Es wird gekläfft, gebalgt, gesprungen und gerannt. Wenn Hunde miteinander spielen, kann es drunter und drüber gehen. Doch immer öfter kann man beobachten, dass sich einige Vierbeiner abseits von ihren tollenden Artgenossen aufhalten und lieber bei Herrchen oder Frauchen bleiben. Sitzend oder liegend, wohlgemerkt. Und das nicht etwa wegen ihres fortgeschrittenen Alters, sondern wegen ihrer Körperfülle. Denn unter den vierbeinigen Haustieren in Deutschland grassiert das Übergewicht. Die Medizinische Kleintierklinik der Ludwig-Maximilians-Universität (LMU) in München hat deshalb eine spezielle Sprechstunde für besorgte Tierbesitzer eingerichtet. Nach eigenen Angaben handelt es sich um Deutschlands erste klinische Sprechstunde zu Fettleibigkeit (Adipositas) von Hunden und Katzen.

Tierärztin Petra Kölle (links) misst Mops Sir Henry von Uschi Ackerman während der Adipositas-Sprechstunde der Tierklinik der ...
Tierärztin Petra Kölle (links) misst Mops Sir Henry von Uschi Ackerman während der Adipositas-Sprechstunde der Tierklinik der Universität München. | Bild: dpa

Nicht nur der Mensch, auch seine tierischen Hausgenossen werden immer dicker. In einer Studie der LMU erwiesen sich 52 Prozent der Hunde und Katzen als übergewichtig. Das sind bis zu 30 Prozent mehr als vor 50 Jahren.

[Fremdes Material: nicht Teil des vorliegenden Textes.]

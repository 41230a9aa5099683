//! Raw logger samples.

use core::fmt;

use chrono::NaiveDateTime;
use tl_core::{AdcCode, Channel, Real};

/// Where a sample sits in the run. Carried through untouched; nothing in the
/// processing path reasons about time.
#[derive(Clone, Debug, PartialEq)]
pub enum TimeMarker {
    /// Row ordinal, for logs without a time column
    Index(u64),
    /// Seconds since logging started
    Elapsed(Real),
    Timestamp(NaiveDateTime),
}

impl fmt::Display for TimeMarker {
    fn fmt(&self, f: &mut fmt::Formatter<'_>) -> fmt::Result {
        match self {
            TimeMarker::Index(i) => write!(f, "{i}"),
            TimeMarker::Elapsed(s) => write!(f, "{s}"),
            TimeMarker::Timestamp(ts) => write!(f, "{}", ts.format("%Y-%m-%dT%H:%M:%S%.f")),
        }
    }
}

/// One raw reading: a time marker and zero or more channel codes.
///
/// An absent channel (not wired, or not logged) and a channel that was logged
/// as empty are both `None`.
#[derive(Clone, Debug, PartialEq)]
pub struct Sample {
    pub time: TimeMarker,
    codes: [Option<AdcCode>; Channel::COUNT],
}

impl Sample {
    pub fn new(time: TimeMarker) -> Self {
        Self {
            time,
            codes: [None; Channel::COUNT],
        }
    }

    /// Builder-style setter.
    pub fn with(mut self, channel: Channel, code: AdcCode) -> Self {
        self.set(channel, Some(code));
        self
    }

    pub fn set(&mut self, channel: Channel, code: Option<AdcCode>) {
        self.codes[channel.index()] = code;
    }

    #[inline]
    pub fn code(&self, channel: Channel) -> Option<AdcCode> {
        self.codes[channel.index()]
    }

    /// Channels that carry a code, in channel order.
    pub fn present_channels(&self) -> impl Iterator<Item = Channel> + '_ {
        Channel::ALL
            .into_iter()
            .filter(move |c| self.codes[c.index()].is_some())
    }
}

#[cfg(test)]
mod tests {
    use super::*;

    #[test]
    fn builder_sets_channels() {
        let s = Sample::new(TimeMarker::Index(3))
            .with(Channel::FluidIn, 512)
            .with(Channel::POut, 200);
        assert_eq!(s.code(Channel::FluidIn), Some(512));
        assert_eq!(s.code(Channel::POut), Some(200));
        assert_eq!(s.code(Channel::T1), None);
        let present: Vec<_> = s.present_channels().collect();
        assert_eq!(present, vec![Channel::FluidIn, Channel::POut]);
    }

    #[test]
    fn clearing_a_channel() {
        let mut s = Sample::new(TimeMarker::Elapsed(0.1)).with(Channel::T2, 10);
        s.set(Channel::T2, None);
        assert_eq!(s.code(Channel::T2), None);
    }

    #[test]
    fn time_marker_display() {
        assert_eq!(TimeMarker::Index(7).to_string(), "7");
        assert_eq!(TimeMarker::Elapsed(1.25).to_string(), "1.25");
        let ts = NaiveDateTime::parse_from_str("2025-06-01T12:30:05", "%Y-%m-%dT%H:%M:%S").unwrap();
        assert_eq!(TimeMarker::Timestamp(ts).to_string(), "2025-06-01T12:30:05");
    }
}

Noch dramatischer ist die Entwicklung in den USA. Dort hat sich, wie Kirk Breuninger vom Banfield Pet Hospital in Vancouver ermittelt hat, „die Zahl der übergewichtigen Hunde und Katzen in den letzten zehn Jahren mehr als verdoppelt“. 59 Prozent der US-Katzen haben mittlerweile zu viel Speck auf den Rippen, bei den Hunden liegt die Quote mit 54 nur unwesentlich darunter.

Mögen die Speckpolster bei dem einen oder anderen Exemplar auch niedlich aussehen, medizinisch sind sie ein Desaster. „Bei übergewichtigen Katzen beobachten wir sehr oft Diabetes“, warnt Breuninger, „und bei Hunden finden wir auch viele andere Erkrankungen wie etwa Arthritis und Überfunktionen der Schilddrüse.“ Bis zu zwei Jahre Lebenszeit kann das Übergewicht kosten. Was bei einem Tier, das sonst zwischen 15 und 20 Jahre alt wird, enorm viel ist. Es ist ungefähr so, als wenn einem Menschen acht Jahre seines Lebens genommen würden.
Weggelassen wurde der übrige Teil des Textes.